|
Foto: Bianca Sistermans |
K. Schippers (pseudoniem van Gerard Stigter) is overleden. Het bericht zag ik vorige week voorbijkomen op een van de media die mijn telefoon aanbiedt, een dag later, toen ik net thuis was van vakantie, maar mijn hoofd nog niet. Schippers is 84 jaar geworden. Hij was ziek, wat al even bekend was.
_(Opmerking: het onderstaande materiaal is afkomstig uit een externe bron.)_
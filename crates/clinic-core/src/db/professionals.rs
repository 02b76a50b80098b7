//! Professional repository.

use rusqlite::{params, OptionalExtension, Row};
use uuid::Uuid;

use super::{Database, DbError, DbResult};
use crate::models::{NewProfessional, Professional, ProfessionalEdit, RecordStatus};

const SELECT_PROFESSIONAL: &str = r#"
    SELECT id, name, specialty, license_number, duration, fee, weekdays, status
    FROM professionals
"#;

/// CRUD, soft-delete and re-activation over `professionals`.
pub struct ProfessionalRepository<'a> {
    db: &'a Database,
}

impl<'a> ProfessionalRepository<'a> {
    /// Create a repository bound to the caller's session.
    pub fn new(db: &'a Database) -> Self {
        Self { db }
    }

    /// Insert a new professional (status starts active).
    ///
    /// Fails with [`DbError::Constraint`] if the license number is taken.
    pub fn create(&self, professional: &NewProfessional) -> DbResult<Professional> {
        self.db.conn.execute(
            r#"
            INSERT INTO professionals (
                id, name, specialty, license_number, duration, fee, weekdays
            ) VALUES (?1, ?2, ?3, ?4, ?5, ?6, ?7)
            "#,
            params![
                professional.id,
                professional.name,
                professional.specialty,
                professional.license_number,
                professional.duration,
                professional.fee,
                professional.weekdays,
            ],
        )?;
        tracing::info!(
            professional_id = %professional.id,
            license_number = %professional.license_number,
            "Professional registered"
        );

        self.find_by_id(professional.id)?.ok_or_else(|| {
            DbError::Corrupt(format!("professional {} missing after insert", professional.id))
        })
    }

    /// List all professionals: active ones first, then inactive, each group
    /// ordered by name (case-sensitive).
    pub fn list_all(&self) -> DbResult<Vec<Professional>> {
        let mut stmt = self.db.conn.prepare(&format!(
            "{SELECT_PROFESSIONAL} ORDER BY CASE status WHEN 'ACTIVE' THEN 0 ELSE 1 END, name"
        ))?;

        let rows = stmt.query_map([], read_row)?;

        let mut professionals = Vec::new();
        for row in rows {
            professionals.push(row?.try_into()?);
        }
        tracing::debug!(count = professionals.len(), "Listed professionals");
        Ok(professionals)
    }

    /// Get a professional by ID.
    pub fn find_by_id(&self, id: Uuid) -> DbResult<Option<Professional>> {
        self.db
            .conn
            .query_row(&format!("{SELECT_PROFESSIONAL} WHERE id = ?1"), [id], read_row)
            .optional()?
            .map(|row| row.try_into())
            .transpose()
    }

    /// Overwrite every editable field.
    ///
    /// Returns `false` when no professional has this ID.
    pub fn edit(&self, id: Uuid, edit: &ProfessionalEdit) -> DbResult<bool> {
        let rows_affected = self.db.conn.execute(
            r#"
            UPDATE professionals SET
                name = ?2,
                specialty = ?3,
                duration = ?4,
                fee = ?5,
                weekdays = ?6
            WHERE id = ?1
            "#,
            params![id, edit.name, edit.specialty, edit.duration, edit.fee, edit.weekdays],
        )?;

        if rows_affected > 0 {
            tracing::info!(professional_id = %id, "Professional updated");
        } else {
            tracing::warn!(professional_id = %id, "Professional not found");
        }
        Ok(rows_affected > 0)
    }

    /// Inactivate a professional. The row is kept.
    ///
    /// Returns `false` when no professional has this ID.
    pub fn remove(&self, id: Uuid) -> DbResult<bool> {
        self.set_status(id, RecordStatus::Inactive)
    }

    /// Re-activate a previously inactivated professional.
    ///
    /// Returns `false` when no professional has this ID.
    pub fn activate(&self, id: Uuid) -> DbResult<bool> {
        self.set_status(id, RecordStatus::Active)
    }

    // Always writes, even when the row already has this status.
    fn set_status(&self, id: Uuid, status: RecordStatus) -> DbResult<bool> {
        let rows_affected = self.db.conn.execute(
            "UPDATE professionals SET status = ?2 WHERE id = ?1",
            params![id, status.as_str()],
        )?;

        if rows_affected > 0 {
            tracing::info!(professional_id = %id, status = %status, "Professional status changed");
        } else {
            tracing::warn!(professional_id = %id, "Professional not found");
        }
        Ok(rows_affected > 0)
    }
}

fn read_row(row: &Row<'_>) -> rusqlite::Result<ProfessionalRow> {
    Ok(ProfessionalRow {
        id: row.get(0)?,
        name: row.get(1)?,
        specialty: row.get(2)?,
        license_number: row.get(3)?,
        duration: row.get(4)?,
        fee: row.get(5)?,
        weekdays: row.get(6)?,
        status: row.get(7)?,
    })
}

/// Intermediate row struct for database mapping.
struct ProfessionalRow {
    id: Uuid,
    name: String,
    specialty: String,
    license_number: String,
    duration: String,
    fee: Option<String>,
    weekdays: Option<String>,
    status: String,
}

impl TryFrom<ProfessionalRow> for Professional {
    type Error = DbError;

    fn try_from(row: ProfessionalRow) -> Result<Self, Self::Error> {
        let status = row
            .status
            .parse::<RecordStatus>()
            .map_err(|e| DbError::Corrupt(format!("professional {}: {}", row.id, e)))?;

        Ok(Professional {
            id: row.id,
            name: row.name,
            specialty: row.specialty,
            license_number: row.license_number,
            duration: row.duration,
            fee: row.fee,
            weekdays: row.weekdays,
            status,
        })
    }
}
Voor het reconstrueren van mijn leesgeschiedenis van het werk van Schippers moet ik ver terug: tot mijn tijd op de middelbare school. Schippers werd genoemd in de Schets van Knuvelder of in de bijbehorende bloemlezing. Ik dacht dat ik die boeken om nostaligische redenen bewaard had, maar als dat zo is, weet ik niet waar. Het blijft dus een beetje gokken. Maar ik weet (bijna) zeker dat ik onderstaand gedicht las:
De autobezitter voor H.M.
Er stap een man in een auto
verricht de nodige handelingen
voor het rijden
en rijdt
daarna
dan ook
inderdaad
weg.
Ik vond het een grappig gedicht, terwijl er eigenlijk niets te lachen is: het is een observatie. Het grappige zat voor mij waarschijnlijk niet in de inhoud van het gedicht, maar in het feit dat dit zo'n andersoortig gedicht was dan bijvoorbeeld de gedichten van Nijhoff en Achterberg, die ik ook maniakaal las toen ik ergens tussen de zestien en de twintig was.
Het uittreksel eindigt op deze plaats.